In the case that a cosmetic is found to be, or suspected of being, adulterated or misbranded the FDA would have the authority to request from the brand owner (and the brand owner must provide):
- The name and place of business of the manufacturer of the cosmetic and any supplier of an ingredient or raw material used in the manufacture of the cosmetic
- The name and place of business of any entity (including any retailer) to which the brand owner provided the cosmetic.

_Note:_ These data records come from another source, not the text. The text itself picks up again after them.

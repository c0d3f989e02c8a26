//! E2E sampling recorder (§4.11): an optional, purely observational
//! reservoir sampler attached to the batch indexer for auditing what was
//! actually indexed without retaining every document in memory.

use std::fs;
use std::path::Path;

use rand::rngs::StdRng;
use rand::{Rng, SeedableRng};
use serde::Serialize;
use tracing::warn;

use vecdex_core::vector_store::Metadata;

#[derive(Debug, Clone, Serialize)]
pub struct SampledDocument {
    pub row_index: u64,
    pub doc_id: String,
    pub text: String,
    pub metadata: Metadata,
    #[serde(skip_serializing_if = "Option::is_none")]
    pub record_type: Option<String>,
    #[serde(skip_serializing_if = "Option::is_none")]
    pub source_path: Option<String>,
}

/// Classic reservoir sampling (Algorithm R): uniform over the full stream
/// regardless of stream length, using only O(capacity) memory.
pub struct E2eRecorder {
    capacity: usize,
    rng: StdRng,
    offered: u64,
    reservoir: Vec<SampledDocument>,
}

impl E2eRecorder {
    /// `capacity == 0` disables sampling entirely; `offer` becomes a no-op.
    pub fn new(capacity: usize, seed: u64) -> Self {
        Self {
            capacity,
            rng: StdRng::seed_from_u64(seed),
            offered: 0,
            reservoir: Vec::with_capacity(capacity),
        }
    }

    pub fn offer(&mut self, mut doc: SampledDocument) {
        if self.capacity == 0 {
            return;
        }
        self.offered += 1;
        if self.reservoir.len() < self.capacity {
            self.reservoir.push(doc);
            return;
        }
        let j = self.rng.gen_range(0..self.offered);
        if (j as usize) < self.capacity {
            std::mem::swap(&mut self.reservoir[j as usize], &mut doc);
        }
    }

    pub fn len(&self) -> usize {
        self.reservoir.len()
    }

    pub fn is_empty(&self) -> bool {
        self.reservoir.is_empty()
    }

    /// Serialise the retained samples as one JSON array. Failures are
    /// logged, never propagated — the recorder is observational only.
    pub fn finish(&self, output_path: &Path) {
        let data = match serde_json::to_vec_pretty(&self.reservoir) {
            Ok(data) => data,
            Err(e) => {
                warn!(error = %e, "e2e recorder: failed to serialise samples");
                return;
            }
        };
        if let Some(parent) = output_path.parent() {
            if let Err(e) = fs::create_dir_all(parent) {
                warn!(error = %e, path = %output_path.display(), "e2e recorder: failed to create output directory");
                return;
            }
        }
        if let Err(e) = fs::write(output_path, data) {
            warn!(error = %e, path = %output_path.display(), "e2e recorder: failed to write samples");
        }
    }
}

#[cfg(test)]
mod tests {
    use super::*;

    fn doc(row_index: u64) -> SampledDocument {
        SampledDocument {
            row_index,
            doc_id: format!("doc-{row_index}"),
            text: "text".to_string(),
            metadata: Metadata::new(),
            record_type: Some("Table".to_string()),
            source_path: None,
        }
    }

    #[test]
    fn zero_capacity_is_a_no_op() {
        let mut recorder = E2eRecorder::new(0, 1);
        recorder.offer(doc(1));
        assert!(recorder.is_empty());
    }

    #[test]
    fn retains_up_to_capacity_then_stays_bounded() {
        let mut recorder = E2eRecorder::new(3, 42);
        for i in 0..1000 {
            recorder.offer(doc(i));
        }
        assert_eq!(recorder.len(), 3);
    }

    #[test]
    fn finish_writes_a_json_array() {
        let dir = tempfile::tempdir().unwrap();
        let mut recorder = E2eRecorder::new(2, 7);
        recorder.offer(doc(1));
        recorder.offer(doc(2));
        let out = dir.path().join("samples.json");
        recorder.finish(&out);
        let data = std::fs::read_to_string(&out).unwrap();
        let parsed: Vec<serde_json::Value> = serde_json::from_str(&data).unwrap();
        assert_eq!(parsed.len(), 2);
    }
}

In order to comply with this part of the bill, even small businesses and handcrafters would have to keep accurate records of the supplier of every ingredient or raw material used in a cosmetic product. In a perfect world, that information would be tracked when you receive ingredients and your batch records would track when ingredients (with supplier data) are used, all as part of your good manufacturing practices. Even so, it’s still a LOT of work,
In addition, you’d have to keep a record of the name and place of business to which you sold or provided each cosmetic product.
Granted, it’s not likely that the FDA would come knocking on your door about an adulterated or misbranded product and ask for the information … but if they DID, you’d need to have it handy.
Again, a possibility of civil penalties of up to $10,000 per day for failure to comply – so it’s not something to take lightly.
Why Does It Matter
On the surface, this bill looks like it could be helpful to small businesses because it requires suppliers to provide safety information. That would be nice, and make it much easier to get and keep safety substantiation for your cosmetic products.
On the other hand, it would add significant record-keeping requirements for every small business making and/or selling cosmetic products.
Finally, it would add heavy burdens on suppliers, especially those specializing in selling smaller quantities of items to small businesses and handcrafters. Unless there are provisions for placing the responsibility for TESTING on manufacturers (not necessarily the low-level suppliers in the supply chain), it could be devastating.
And then, of course, there are the potential civil penalties!
Good news, though, is that there is a long way to go before this bill becomes even a problem to worry about. At present, it has been referred to the House Committee on Energy and Commerce.